Discover new ways to expand your international presence. Canada`s broad (and growing) commercial network provides Canadian businesses with preferential access to various markets around the world. This page examines Canada`s Free Trade Agreement (FTA), Foreign Investment Promotion and Protection Agreements (FIPA), multilateral agreements and World Trade Organization (WTO) agreements. Note: The texts of the treaty on this page are exclusively for information; the official texts of the treaties are published in the “Treaty of Canada” series. Learn more about Canada`s trade and investment agreements: types of contracts and the gradual development of trade and investment agreements. Use the drop-down menu to search for an agreement by grouping of countries, type of contract or status. Or use the filter option to search for keywords. For eFTA-Philippines trade statistics see EFTA trade statistics tool The EU works closely with ASEAN as a whole. Cooperation will be maintained through the EU-ASEAN dialogue, which includes discussions on trade and investment issues between ministers and senior economic officials.
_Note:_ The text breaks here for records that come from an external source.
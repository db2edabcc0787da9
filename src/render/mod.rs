pub mod mesh;
pub mod model;
pub mod texture;

use std::sync::Arc;

use anyhow::{Context, Result};
use wgpu::util::DeviceExt;
use winit::window::Window;

use crate::overlay::draw_overlay;
use crate::types::{LightsUniform, Vertex};
use crate::viewer::Viewer;

use model::{GpuModel, Layouts};
use texture::{GpuTexture, DEPTH_FORMAT};

/// Converts an sRGB-encoded channel to linear
pub fn srgb_to_linear(c: f32) -> f32 {
    if c <= 0.04045 {
        c / 12.92
    } else {
        ((c + 0.055) / 1.055).powf(2.4)
    }
}

/// Clear color for the background, linear for an sRGB surface
pub fn clear_color(background: [f32; 3], srgb_surface: bool) -> wgpu::Color {
    let channel = |c: f32| {
        if srgb_surface {
            srgb_to_linear(c) as f64
        } else {
            c as f64
        }
    };
    wgpu::Color {
        r: channel(background[0]),
        g: channel(background[1]),
        b: channel(background[2]),
        a: 1.0,
    }
}

/// Forward renderer for the viewer's scene plus the egui overlay
pub struct Renderer {
    device: wgpu::Device,
    queue: wgpu::Queue,
    surface: wgpu::Surface<'static>,
    surface_config: wgpu::SurfaceConfiguration,
    depth: GpuTexture,
    layouts: Layouts,
    opaque_pipeline: wgpu::RenderPipeline,
    blend_pipeline: wgpu::RenderPipeline,
    camera_buffer: wgpu::Buffer,
    globals_bind_group: wgpu::BindGroup,
    model: Option<GpuModel>,
    egui_renderer: egui_wgpu::Renderer,
    egui_state: egui_winit::State,
    egui_ctx: egui::Context,
}

impl Renderer {
    pub async fn new(window: Arc<Window>, viewer: &Viewer) -> Result<Self> {
        let size = window.inner_size();

        let instance = wgpu::Instance::new(&wgpu::InstanceDescriptor {
            backends: wgpu::Backends::PRIMARY,
            ..Default::default()
        });

        let surface = instance
            .create_surface(window.clone())
            .context("Failed to create surface")?;
        let adapter = Self::request_adapter(&instance, &surface).await?;
        let (device, queue) = Self::request_device(&adapter).await?;
        log::info!("Using adapter: {:?}", adapter.get_info().name);

        let surface_config = Self::create_surface_config(&surface, &adapter, size)?;
        surface.configure(&device, &surface_config);

        let depth = GpuTexture::depth(&device, surface_config.width, surface_config.height);
        let layouts = Layouts::new(&device);

        let camera_buffer = device.create_buffer_init(&wgpu::util::BufferInitDescriptor {
            label: Some("Camera Buffer"),
            contents: bytemuck::cast_slice(&[viewer.camera().to_uniform()]),
            usage: wgpu::BufferUsages::UNIFORM | wgpu::BufferUsages::COPY_DST,
        });
        let lights_buffer = device.create_buffer_init(&wgpu::util::BufferInitDescriptor {
            label: Some("Lights Buffer"),
            contents: bytemuck::cast_slice(&[LightsUniform::from_lights(&viewer.scene().lights)]),
            usage: wgpu::BufferUsages::UNIFORM,
        });
        let globals_bind_group = device.create_bind_group(&wgpu::BindGroupDescriptor {
            layout: &layouts.globals,
            entries: &[
                wgpu::BindGroupEntry {
                    binding: 0,
                    resource: camera_buffer.as_entire_binding(),
                },
                wgpu::BindGroupEntry {
                    binding: 1,
                    resource: lights_buffer.as_entire_binding(),
                },
            ],
            label: Some("globals_bind_group"),
        });

        let opaque_pipeline = Self::create_pipeline(&device, &layouts, surface_config.format, false);
        let blend_pipeline = Self::create_pipeline(&device, &layouts, surface_config.format, true);

        let egui_ctx = egui::Context::default();
        let egui_state = egui_winit::State::new(
            egui_ctx.clone(),
            egui::ViewportId::ROOT,
            &window,
            Some(window.scale_factor() as f32),
            None,
            None,
        );
        let egui_renderer = egui_wgpu::Renderer::new(
            &device,
            surface_config.format,
            egui_wgpu::RendererOptions::default(),
        );

        log::info!(
            "Renderer initialized: {}x{} {:?}",
            surface_config.width,
            surface_config.height,
            surface_config.format
        );

        Ok(Self {
            device,
            queue,
            surface,
            surface_config,
            depth,
            layouts,
            opaque_pipeline,
            blend_pipeline,
            camera_buffer,
            globals_bind_group,
            model: None,
            egui_renderer,
            egui_state,
            egui_ctx,
        })
    }

    async fn request_adapter(instance: &wgpu::Instance, surface: &wgpu::Surface<'_>) -> Result<wgpu::Adapter> {
        instance
            .request_adapter(&wgpu::RequestAdapterOptions {
                power_preference: wgpu::PowerPreference::default(),
                compatible_surface: Some(surface),
                force_fallback_adapter: false,
            })
            .await
            .context("Failed to find appropriate adapter")
    }

    async fn request_device(adapter: &wgpu::Adapter) -> Result<(wgpu::Device, wgpu::Queue)> {
        adapter
            .request_device(&wgpu::DeviceDescriptor {
                label: None,
                required_features: wgpu::Features::empty(),
                required_limits: wgpu::Limits::default(),
                memory_hints: Default::default(),
                experimental_features: Default::default(),
                trace: Default::default(),
            })
            .await
            .context("Failed to create device")
    }

    fn create_surface_config(
        surface: &wgpu::Surface,
        adapter: &wgpu::Adapter,
        size: winit::dpi::PhysicalSize<u32>,
    ) -> Result<wgpu::SurfaceConfiguration> {
        let surface_caps = surface.get_capabilities(adapter);
        let surface_format = surface_caps
            .formats
            .iter()
            .copied()
            .find(|f| f.is_srgb())
            .or_else(|| surface_caps.formats.first().copied())
            .context("Surface reports no supported formats")?;
        let alpha_mode = surface_caps
            .alpha_modes
            .first()
            .copied()
            .unwrap_or(wgpu::CompositeAlphaMode::Auto);

        Ok(wgpu::SurfaceConfiguration {
            usage: wgpu::TextureUsages::RENDER_ATTACHMENT,
            format: surface_format,
            width: size.width.max(1),
            height: size.height.max(1),
            present_mode: wgpu::PresentMode::AutoVsync,
            alpha_mode,
            view_formats: vec![],
            desired_maximum_frame_latency: 2,
        })
    }

    fn create_pipeline(
        device: &wgpu::Device,
        layouts: &Layouts,
        surface_format: wgpu::TextureFormat,
        blended: bool,
    ) -> wgpu::RenderPipeline {
        let shader = device.create_shader_module(wgpu::ShaderModuleDescriptor {
            label: Some("Model Shader"),
            source: wgpu::ShaderSource::Wgsl(include_str!("../shaders/model.wgsl").into()),
        });

        let pipeline_layout = device.create_pipeline_layout(&wgpu::PipelineLayoutDescriptor {
            label: Some("Model Pipeline Layout"),
            bind_group_layouts: &[&layouts.globals, &layouts.model, &layouts.material],
            push_constant_ranges: &[],
        });

        device.create_render_pipeline(&wgpu::RenderPipelineDescriptor {
            label: Some(if blended { "Blended Pipeline" } else { "Opaque Pipeline" }),
            layout: Some(&pipeline_layout),
            vertex: wgpu::VertexState {
                module: &shader,
                entry_point: Some("vs_main"),
                buffers: &[Vertex::layout()],
                compilation_options: Default::default(),
            },
            fragment: Some(wgpu::FragmentState {
                module: &shader,
                entry_point: Some("fs_main"),
                targets: &[Some(wgpu::ColorTargetState {
                    format: surface_format,
                    blend: Some(if blended {
                        wgpu::BlendState::ALPHA_BLENDING
                    } else {
                        wgpu::BlendState::REPLACE
                    }),
                    write_mask: wgpu::ColorWrites::ALL,
                })],
                compilation_options: Default::default(),
            }),
            primitive: wgpu::PrimitiveState {
                topology: wgpu::PrimitiveTopology::TriangleList,
                strip_index_format: None,
                front_face: wgpu::FrontFace::Ccw,
                cull_mode: None,
                polygon_mode: wgpu::PolygonMode::Fill,
                unclipped_depth: false,
                conservative: false,
            },
            depth_stencil: Some(wgpu::DepthStencilState {
                format: DEPTH_FORMAT,
                depth_write_enabled: !blended,
                depth_compare: wgpu::CompareFunction::Less,
                stencil: wgpu::StencilState::default(),
                bias: wgpu::DepthBiasState::default(),
            }),
            multisample: wgpu::MultisampleState {
                count: 1,
                mask: !0,
                alpha_to_coverage_enabled: false,
            },
            multiview: None,
            cache: None,
        })
    }

    /// Reconfigures the surface and depth buffer; zero sizes are skipped
    pub fn resize(&mut self, width: u32, height: u32) {
        if width == 0 || height == 0 {
            return;
        }
        self.surface_config.width = width;
        self.surface_config.height = height;
        self.surface.configure(&self.device, &self.surface_config);
        self.depth = GpuTexture::depth(&self.device, width, height);
    }

    pub fn size(&self) -> (u32, u32) {
        (self.surface_config.width, self.surface_config.height)
    }

    fn sync_model(&mut self, viewer: &Viewer) {
        let Some(model) = viewer.scene().model() else {
            self.model = None;
            return;
        };

        let stale = self
            .model
            .as_ref()
            .is_none_or(|gpu| gpu.generation != viewer.model_generation());
        if stale {
            self.model = Some(GpuModel::upload(
                &self.device,
                &self.queue,
                &self.layouts,
                model,
                viewer.model_generation(),
            ));
        } else if let Some(gpu) = &self.model {
            gpu.update(&self.queue, model);
        }
    }

    pub fn render(&mut self, viewer: &Viewer, window: &Window) -> std::result::Result<(), wgpu::SurfaceError> {
        self.sync_model(viewer);
        self.queue.write_buffer(
            &self.camera_buffer,
            0,
            bytemuck::cast_slice(&[viewer.camera().to_uniform()]),
        );

        let output = self.surface.get_current_texture()?;
        let view = output
            .texture
            .create_view(&wgpu::TextureViewDescriptor::default());

        let mut encoder = self
            .device
            .create_command_encoder(&wgpu::CommandEncoderDescriptor {
                label: Some("Encoder"),
            });

        {
            let mut render_pass = encoder.begin_render_pass(&wgpu::RenderPassDescriptor {
                label: Some("Scene Pass"),
                color_attachments: &[Some(wgpu::RenderPassColorAttachment {
                    view: &view,
                    resolve_target: None,
                    ops: wgpu::Operations {
                        load: wgpu::LoadOp::Clear(clear_color(
                            viewer.scene().background,
                            self.surface_config.format.is_srgb(),
                        )),
                        store: wgpu::StoreOp::Store,
                    },
                    depth_slice: None,
                })],
                depth_stencil_attachment: Some(wgpu::RenderPassDepthStencilAttachment {
                    view: &self.depth.view,
                    depth_ops: Some(wgpu::Operations {
                        load: wgpu::LoadOp::Clear(1.0),
                        store: wgpu::StoreOp::Store,
                    }),
                    stencil_ops: None,
                }),
                occlusion_query_set: None,
                timestamp_writes: None,
            });

            if let Some(gpu) = &self.model {
                render_pass.set_bind_group(0, &self.globals_bind_group, &[]);
                for blended in [false, true] {
                    render_pass.set_pipeline(if blended {
                        &self.blend_pipeline
                    } else {
                        &self.opaque_pipeline
                    });
                    for primitive in gpu.primitives.iter().filter(|p| p.blended == blended) {
                        render_pass.set_bind_group(1, &primitive.model_bind_group, &[]);
                        render_pass.set_bind_group(2, gpu.material(primitive.material), &[]);
                        render_pass.set_vertex_buffer(0, primitive.vertex_buffer.slice(..));
                        render_pass.set_index_buffer(primitive.index_buffer.slice(..), wgpu::IndexFormat::Uint32);
                        render_pass.draw_indexed(0..primitive.index_count, 0, 0..1);
                    }
                }
            }
        }

        let show_overlay = viewer.config().show_loading_overlay;
        let raw_input = self.egui_state.take_egui_input(window);
        let full_output = self.egui_ctx.run(raw_input, |ctx| {
            if show_overlay {
                draw_overlay(ctx, viewer.state());
            }
        });

        self.egui_state
            .handle_platform_output(window, full_output.platform_output);

        let tris = self
            .egui_ctx
            .tessellate(full_output.shapes, self.egui_ctx.pixels_per_point());
        for (id, image_delta) in &full_output.textures_delta.set {
            self.egui_renderer
                .update_texture(&self.device, &self.queue, *id, image_delta);
        }

        let screen_descriptor = egui_wgpu::ScreenDescriptor {
            size_in_pixels: [self.surface_config.width, self.surface_config.height],
            pixels_per_point: window.scale_factor() as f32,
        };

        self.egui_renderer.update_buffers(
            &self.device,
            &self.queue,
            &mut encoder,
            &tris,
            &screen_descriptor,
        );

        {
            let render_pass = encoder.begin_render_pass(&wgpu::RenderPassDescriptor {
                label: Some("egui Pass"),
                color_attachments: &[Some(wgpu::RenderPassColorAttachment {
                    view: &view,
                    resolve_target: None,
                    ops: wgpu::Operations {
                        load: wgpu::LoadOp::Load,
                        store: wgpu::StoreOp::Store,
                    },
                    depth_slice: None,
                })],
                depth_stencil_attachment: None,
                occlusion_query_set: None,
                timestamp_writes: None,
            });

            self.egui_renderer
                .render(&mut render_pass.forget_lifetime(), &tris, &screen_descriptor);
        }

        for id in &full_output.textures_delta.free {
            self.egui_renderer.free_texture(id);
        }

        self.queue.submit(std::iter::once(encoder.finish()));
        output.present();

        Ok(())
    }

    /// Lets egui see the event; returns whether it consumed it
    pub fn handle_event(&mut self, window: &Window, event: &winit::event::WindowEvent) -> bool {
        self.egui_state.on_window_event(window, event).consumed
    }
}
It describes the bilateral and multilateral trade agreements to which that country belongs, including with the United States. Includes websites and other resources that allow U.S. companies to get more information about how they can use these agreements. The parties recognize that economic development, social development and environmental protection are interdependent. In Chapter 11, they reaffirm their commitment to multilateral contracts and principles in the environment and work and commit to a level of protection by recognizing the right of each party to set its own level of environmental and labour protection. Arbitration procedures do not apply to this chapter. Chapter 6 on Trade in Services closely follows the approach of the WTO`s General Agreement on Trade in Services (GATS). It covers trade in all service sectors under the four types of supply. Separate annexes to financial services (Annex XIII), telecommunications services (Annex XIV), the free movement of individuals (Annex XV), maritime transport services (Annex XVI) and energy-related services (Annex XVII) complete the chapter with additional disciplines specific to these sectors. The lists of contracting parties with specific obligations and derogations from the treatment of the most favoured nation (MPF) are listed in Schedules XI and XII respectively.
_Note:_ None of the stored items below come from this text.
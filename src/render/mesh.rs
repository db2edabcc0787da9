use glam::{Mat4, Vec3};
use wgpu::util::DeviceExt;

use crate::scene::deform::{deform_primitive, joint_matrices};
use crate::scene::{AlphaMode, Model, Primitive};
use crate::types::{ModelUniform, Vertex};

/// One primitive of one mesh node, in scene order
#[derive(Copy, Clone, Debug, PartialEq, Eq)]
pub struct DrawItem {
    pub node: usize,
    pub mesh: usize,
    pub primitive: usize,
}

/// Every primitive reachable from the model's roots
pub fn draw_items(model: &Model) -> Vec<DrawItem> {
    let mut items = Vec::new();
    for (node, n) in model.mesh_nodes() {
        let Some(mesh) = n.mesh.filter(|&m| m < model.meshes.len()) else {
            continue;
        };
        for primitive in 0..model.meshes[mesh].primitives.len() {
            items.push(DrawItem { node, mesh, primitive });
        }
    }
    items
}

/// Interleaves positions and normals with the primitive's UV sets
pub fn build_vertices(primitive: &Primitive, positions: &[Vec3], normals: &[Vec3]) -> Vec<Vertex> {
    let uv = |set: &Option<Vec<[f32; 2]>>, i: usize| {
        set.as_ref().and_then(|uvs| uvs.get(i).copied()).unwrap_or([0.0, 0.0])
    };

    positions
        .iter()
        .enumerate()
        .map(|(i, p)| {
            let uv0 = uv(&primitive.uv0, i);
            Vertex {
                position: p.to_array(),
                normal: normals.get(i).copied().unwrap_or(Vec3::Y).to_array(),
                uv0,
                uv1: primitive.uv1.as_ref().map_or(uv0, |_| uv(&primitive.uv1, i)),
            }
        })
        .collect()
}

/// Posed vertices of a morphed or skinned primitive; `None` for static geometry
pub fn posed_vertices(model: &Model, item: &DrawItem, world: &[Mat4]) -> Option<Vec<Vertex>> {
    let node = model.nodes.get(item.node)?;
    let mesh = model.meshes.get(item.mesh)?;
    let primitive = mesh.primitives.get(item.primitive)?;
    if !primitive.is_deformable() {
        return None;
    }

    let weights = if node.weights.is_empty() {
        &mesh.weights
    } else {
        &node.weights
    };
    let joints = match node.skin {
        Some(skin) if primitive.is_skinned() => {
            Some(joint_matrices(model, skin, &world[item.node], world))
        }
        _ => None,
    };

    let deformed = deform_primitive(primitive, weights, joints.as_deref());
    Some(build_vertices(primitive, &deformed.positions, &deformed.normals))
}

/// Vertex, index and transform buffers of one draw item
pub struct GpuPrimitive {
    pub item: DrawItem,
    pub vertex_buffer: wgpu::Buffer,
    pub index_buffer: wgpu::Buffer,
    pub index_count: u32,
    pub model_buffer: wgpu::Buffer,
    pub model_bind_group: wgpu::BindGroup,
    pub material: Option<usize>,
    pub blended: bool,
    pub deformable: bool,
}

impl GpuPrimitive {
    pub fn new(
        device: &wgpu::Device,
        model_layout: &wgpu::BindGroupLayout,
        model: &Model,
        item: DrawItem,
        world: &[Mat4],
    ) -> Self {
        let primitive = &model.meshes[item.mesh].primitives[item.primitive];
        let vertices = posed_vertices(model, &item, world)
            .unwrap_or_else(|| build_vertices(primitive, &primitive.positions, &primitive.normals));
        let indices = primitive.triangle_indices();

        let vertex_buffer = device.create_buffer_init(&wgpu::util::BufferInitDescriptor {
            label: Some("Vertex Buffer"),
            contents: bytemuck::cast_slice(&vertices),
            usage: wgpu::BufferUsages::VERTEX | wgpu::BufferUsages::COPY_DST,
        });
        let index_buffer = device.create_buffer_init(&wgpu::util::BufferInitDescriptor {
            label: Some("Index Buffer"),
            contents: bytemuck::cast_slice(&indices),
            usage: wgpu::BufferUsages::INDEX,
        });
        let model_buffer = device.create_buffer_init(&wgpu::util::BufferInitDescriptor {
            label: Some("Model Uniform Buffer"),
            contents: bytemuck::cast_slice(&[ModelUniform::new(world[item.node])]),
            usage: wgpu::BufferUsages::UNIFORM | wgpu::BufferUsages::COPY_DST,
        });
        let model_bind_group = device.create_bind_group(&wgpu::BindGroupDescriptor {
            layout: model_layout,
            entries: &[wgpu::BindGroupEntry {
                binding: 0,
                resource: model_buffer.as_entire_binding(),
            }],
            label: Some("model_bind_group"),
        });

        let blended = primitive
            .material
            .and_then(|m| model.materials.get(m))
            .is_some_and(|m| m.alpha_mode == AlphaMode::Blend);

        Self {
            item,
            vertex_buffer,
            index_buffer,
            index_count: indices.len() as u32,
            model_buffer,
            model_bind_group,
            material: primitive.material,
            blended,
            deformable: primitive.is_deformable(),
        }
    }

    /// Uploads this frame's transform and, for deformable geometry, posed vertices
    pub fn update(&self, queue: &wgpu::Queue, model: &Model, world: &[Mat4]) {
        queue.write_buffer(
            &self.model_buffer,
            0,
            bytemuck::cast_slice(&[ModelUniform::new(world[self.item.node])]),
        );
        if self.deformable {
            if let Some(vertices) = posed_vertices(model, &self.item, world) {
                queue.write_buffer(&self.vertex_buffer, 0, bytemuck::cast_slice(&vertices));
            }
        }
    }
}

#[cfg(test)]
mod tests {
    use super::*;
    use crate::scene::{Mesh, MorphTarget, Node};

    fn triangle() -> Primitive {
        Primitive {
            positions: vec![Vec3::ZERO, Vec3::X, Vec3::Y],
            normals: vec![Vec3::Z; 3],
            uv0: Some(vec![[0.0, 0.0], [1.0, 0.0], [0.0, 1.0]]),
            ..Default::default()
        }
    }

    fn model_with(primitive: Primitive, weights: Vec<f32>) -> Model {
        Model {
            nodes: vec![Node {
                mesh: Some(0),
                ..Default::default()
            }],
            roots: vec![0],
            meshes: vec![Mesh {
                primitives: vec![primitive],
                weights,
                ..Default::default()
            }],
            ..Default::default()
        }
    }

    #[test]
    fn test_uv1_falls_back_to_uv0() {
        let primitive = triangle();
        let vertices = build_vertices(&primitive, &primitive.positions, &primitive.normals);
        assert_eq!(vertices[1].uv1, [1.0, 0.0]);
        assert_eq!(vertices[1].normal, [0.0, 0.0, 1.0]);
    }

    #[test]
    fn test_draw_items_skip_unreachable_nodes() {
        let mut model = model_with(triangle(), Vec::new());
        model.nodes.push(Node {
            mesh: Some(0),
            ..Default::default()
        });

        assert_eq!(
            draw_items(&model),
            vec![DrawItem { node: 0, mesh: 0, primitive: 0 }]
        );
    }

    #[test]
    fn test_static_geometry_not_posed() {
        let model = model_with(triangle(), Vec::new());
        let item = DrawItem { node: 0, mesh: 0, primitive: 0 };
        assert!(posed_vertices(&model, &item, &model.world_transforms()).is_none());
    }

    #[test]
    fn test_morph_weights_move_vertices() {
        let mut primitive = triangle();
        primitive.targets.push(MorphTarget {
            positions: vec![Vec3::Z; 3],
            normals: Vec::new(),
        });
        let model = model_with(primitive, vec![0.5]);
        let item = DrawItem { node: 0, mesh: 0, primitive: 0 };

        let vertices = posed_vertices(&model, &item, &model.world_transforms()).unwrap();

        assert_eq!(vertices[0].position, [0.0, 0.0, 0.5]);
    }
}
These lists are subject to regular revision to further liberalize the exchange of services between the two parties. The agreement also provides for tariff concessions for both agricultural commodities and processed agricultural products in the bilateral annexes VIII to X of the agreement. Specific provisions to facilitate trade in fish and other seafood are contained in a separate annex of the trade chapter (Annex V). The agreement contains provisions to remove export duties, but the Philippines has maintained the possibility of these tariffs for the protocols, as indicated in Schedule IV. Other ASEAN free trade agreements have concluded a preferential agreement with China, Hong Kong, India, Japan, South Korea, Australia and New Zealand. Visit www.dti.gov.ph/15-main-content/dummy-article/682-free-trade-agreements and tariffcommission.gov.ph/finder/ for a list of Philippine trade agreements and tariff plans and related commitments. More information on trade is also available on the Philippine National Trade Repository website pntr.gov.ph/. Ensuring better access for EU exporters to the dynamic ASEAN market is an EU priority. Negotiations for a trade and investment agreement between the region and ASEAN began in 2007 and were interrupted by mutual agreement in 2009 to relax a bilateral negotiating format.